Il romanzo familiare Coppi-Zanettin, in disaccordo sulla separazione delle carriere

“Mio genero vuole la separazione delle carriere. Io no. Ne discutiamo, ma per me è come un figlio”, dice Franco Coppi. L’avvocato d’Italia e il senatore di Forza Italia alla prova della riforma della giustizia. Storia di una saga famigliare

“Andiamo comunque d’amore e d’accordo”, dice al Foglio il vecchio padre. “Sono il figlio maschio che non ha avuto”, dice il genero. Separazione delle carriere – pare – ma non delle famiglie. Benvenuti a Casa Coppi. Dove a cena può capitare, sì, di parlare di giudici e pubblici ministeri, e di vederla all’opposto da un pizzo all’altro del desco. Ma dove tuttavia ci si guarda, sempre, con occhio sereno. E di giudici si parla, certo, ma con temperato distacco, con stoicismo legale, sine ira et studio.

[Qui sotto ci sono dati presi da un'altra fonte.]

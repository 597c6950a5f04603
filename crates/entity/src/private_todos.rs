//! Private Todos Entity
//!
//! Todo items strictly scoped to their owning user.

use sea_orm::entity::prelude::*;
use serde::{Deserialize, Serialize};

#[derive(Clone, Debug, PartialEq, DeriveEntityModel, Eq, Serialize, Deserialize)]
#[sea_orm(table_name = "private_todos")]
pub struct Model {
    #[sea_orm(primary_key)]
    pub id:            i32,
    pub owner_user_id: i32,
    pub title:         String,
    #[sea_orm(column_type = "Text", nullable)]
    pub description:   Option<String>,
    pub status:        TodoStatus,
    pub due_date:      Option<chrono::DateTime<chrono::Utc>>,
    pub created_at:    chrono::DateTime<chrono::Utc>,
    pub updated_at:    chrono::DateTime<chrono::Utc>,
}

#[derive(Copy, Clone, Debug, EnumIter, DeriveRelation)]
pub enum Relation {
    #[sea_orm(
        belongs_to = "super::users::Entity",
        from = "Column::OwnerUserId",
        to = "super::users::Column::Id",
        on_update = "NoAction",
        on_delete = "Restrict"
    )]
    Owner,
}

impl Related<super::users::Entity> for Entity {
    fn to() -> RelationDef { Relation::Owner.def() }
}

impl ActiveModelBehavior for ActiveModel {}

/// Private todo status enumeration (no BLOCKED state, unlike team tasks).
#[derive(Clone, Copy, Debug, PartialEq, Eq, EnumIter, DeriveActiveEnum, Serialize, Deserialize)]
#[sea_orm(rs_type = "String", db_type = "String(StringLen::N(20))")]
#[serde(rename_all = "SCREAMING_SNAKE_CASE")]
pub enum TodoStatus {
    #[sea_orm(string_value = "TODO")]
    Todo,
    #[sea_orm(string_value = "IN_PROGRESS")]
    InProgress,
    #[sea_orm(string_value = "DONE")]
    Done,
}

impl TodoStatus {
    /// Wire values accepted for this enum, for validation messages.
    pub const VALUES: &'static [&'static str] = &["TODO", "IN_PROGRESS", "DONE"];
}

impl std::fmt::Display for TodoStatus {
    fn fmt(&self, f: &mut std::fmt::Formatter<'_>) -> std::fmt::Result {
        match self {
            TodoStatus::Todo => write!(f, "TODO"),
            TodoStatus::InProgress => write!(f, "IN_PROGRESS"),
            TodoStatus::Done => write!(f, "DONE"),
        }
    }
}

impl std::str::FromStr for TodoStatus {
    type Err = ();

    fn from_str(s: &str) -> Result<Self, Self::Err> {
        match s {
            "TODO" => Ok(TodoStatus::Todo),
            "IN_PROGRESS" => Ok(TodoStatus::InProgress),
            "DONE" => Ok(TodoStatus::Done),
            _ => Err(()),
        }
    }
}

Il romanzo famigliare è quello dell’avvocato d’Italia Franco Coppi e del senatore di Forza Italia Pierantonio Zanettin – che dell’avvocato è per l’appunto genero e nondimeno collega. A sentire l’uno e l’altro, il rapporto è “un idillio”. Più che un’affinità legale – nel senso dell’anagrafe – la loro è proprio un’affinità elettiva. “Si figuri… Viviamo uno sopra l’altro”, ci dice il suocero-padre alludendo a circostanze domestiche, forse condominiali. Lui è un tecnico e io un politico, taglia corto il genero a chiunque lo interpelli sulla querelle. Ed ecco quindi che solo un frutto, gettato sul tavolo, minaccia discordia: la riforma della giustizia. O meglio: la separazione delle carriere.

Fatto curioso se Franco Coppi, l’avvocato più noto e forse più amato del Bel Paese, è stato (tra i molti) il difensore dell’angelo custode della riforma: Silvio Berlusconi. E se invece il senatore Zanettin, ex membro del Csm, di Berlusconi coltiva la legacy in commissione Giustizia. Lo studio Coppi, comunque, registra spesso telefonate o mail in arrivo dai giornali. Oggetto? Intervista al professore sulla separazione delle carriere. O meglio: “contro” la separazione delle carriere. Così è capitato che l’avvocato del Cav. e Giulio Andreotti, di Vittorio Emanuele di Savoia, Francesco Totti, Gianni De Gennaro, Piero Angela e Sabrina Misseri diventasse di colpo una sorta di totem del Gruppo Gedi. Oppure l’ospite di pregio alle feste del Fatto. Dove l’argomento, appunto, è quella che l’avvocato Coppi definisce una “riforma ideologica, che non risolve nulla, che non taglia tempi né errori giudiziari”, “un’enorme spendita di quattrini”, e ancora: “una cosa mostruosamente difficile”.

Dal canto suo, il genero ovvero marito di Giuliana Coppi – funzionaria alla camera dei Deputati – la mette sulla genetica (sempre a proposito di legami parentali). “La riforma della giustizia fa parte del nostro Dna culturale”, dice. “E’ una battaglia che come centrodestra portiamo avanti da quasi trent’anni. Finalmente sta arrivando alla meta e avremo un giudice davvero terzo e imparziale”. E poiché la questione – si capisce – è una saga tutta famigliare, Coppi spiega spesso invece che giudici e pm smetterebbero di essere fratelli, con la riforma santificata da Zanettin, ma resterebbero in ogni caso cugini.

E c’è da immaginarseli, allora, i due avvocati, secondo lo schema della commedia brillante. Il padre difensore della tradizione, il figlio e marito per l’innovazione. Per quanto alla fine più della parentela, e dello scontro generazionale, a prevalere in casa sia appunto l’affinità degli eletti. E cioè la tendenza naturale, di alcune uomini, a combinarsi tra loro come reagenti chimici. A volersi bene nonostante gli accordi, i disaccordi, e gli inviti del Fatto. “Della riforma discutiamo sempre, certo”, ci dice l’avvocato. “Ma Pierantonio, per me, è come un figlio”.